## AIM OF THE TASK
Lines from the one containing "corruption before and" through the end of the data are to be returned exactly, and no others.

### DATA UNDER STUDY

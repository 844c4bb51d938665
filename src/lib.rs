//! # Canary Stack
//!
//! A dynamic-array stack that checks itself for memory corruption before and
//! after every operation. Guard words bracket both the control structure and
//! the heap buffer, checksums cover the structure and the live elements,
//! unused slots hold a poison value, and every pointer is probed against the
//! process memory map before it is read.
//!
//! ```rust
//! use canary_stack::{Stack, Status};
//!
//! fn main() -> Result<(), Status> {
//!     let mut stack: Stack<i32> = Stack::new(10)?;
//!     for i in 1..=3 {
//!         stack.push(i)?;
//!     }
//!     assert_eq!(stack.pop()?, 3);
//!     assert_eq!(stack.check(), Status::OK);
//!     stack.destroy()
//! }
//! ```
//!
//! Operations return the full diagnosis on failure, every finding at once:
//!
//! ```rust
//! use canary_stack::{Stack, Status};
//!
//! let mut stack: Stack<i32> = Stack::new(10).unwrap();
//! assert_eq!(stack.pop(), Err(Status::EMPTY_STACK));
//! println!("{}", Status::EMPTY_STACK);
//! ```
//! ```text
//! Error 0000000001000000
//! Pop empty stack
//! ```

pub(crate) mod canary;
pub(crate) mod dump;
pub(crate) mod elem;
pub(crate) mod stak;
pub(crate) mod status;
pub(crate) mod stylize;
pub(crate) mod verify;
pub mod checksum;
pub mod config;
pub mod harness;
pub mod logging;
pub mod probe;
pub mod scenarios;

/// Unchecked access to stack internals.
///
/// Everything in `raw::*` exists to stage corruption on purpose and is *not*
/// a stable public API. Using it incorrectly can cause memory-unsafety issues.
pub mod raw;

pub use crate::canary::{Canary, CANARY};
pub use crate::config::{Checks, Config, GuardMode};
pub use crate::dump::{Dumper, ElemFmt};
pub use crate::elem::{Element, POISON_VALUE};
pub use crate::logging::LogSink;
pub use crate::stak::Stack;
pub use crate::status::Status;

######

## FINAL ANSWER
//! A dynamic-array stack that checks itself for memory corruption before and
//! after every operation. Guard words bracket both the control structure and
//! the heap buffer, checksums cover the structure and the live elements,
//! unused slots hold a poison value, and every pointer is probed against the
//! process memory map before it is read.
//!
//! ```rust
//! use canary_stack::{Stack, Status};
//!
//! fn main() -> Result<(), Status> {
//!     let mut stack: Stack<i32> = Stack::new(10)?;
//!     for i in 1..=3 {
//!         stack.push(i)?;
//!     }
//!     assert_eq!(stack.pop()?, 3);
//!     assert_eq!(stack.check(), Status::OK);
//!     stack.destroy()
//! }
//! ```
//!
//! Operations return the full diagnosis on failure, every finding at once:
//!
//! ```rust
//! use canary_stack::{Stack, Status};
//!
//! let mut stack: Stack<i32> = Stack::new(10).unwrap();
//! assert_eq!(stack.pop(), Err(Status::EMPTY_STACK));
//! println!("{}", Status::EMPTY_STACK);
//! ```
//! ```text
//! Error 0000000001000000
//! Pop empty stack
//! ```

pub(crate) mod canary;
pub(crate) mod dump;
pub(crate) mod elem;
pub(crate) mod stak;
pub(crate) mod status;
pub(crate) mod stylize;
pub(crate) mod verify;
pub mod checksum;
pub mod config;
pub mod harness;
pub mod logging;
pub mod probe;
pub mod scenarios;

/// Unchecked access to stack internals.
///
/// Everything in `raw::*` exists to stage corruption on purpose and is *not*
/// a stable public API. Using it incorrectly can cause memory-unsafety issues.
pub mod raw;

pub use crate::canary::{Canary, CANARY};
pub use crate::config::{Checks, Config, GuardMode};
pub use crate::dump::{Dumper, ElemFmt};
pub use crate::elem::{Element, POISON_VALUE};
pub use crate::logging::LogSink;
pub use crate::stak::Stack;
pub use crate::status::Status;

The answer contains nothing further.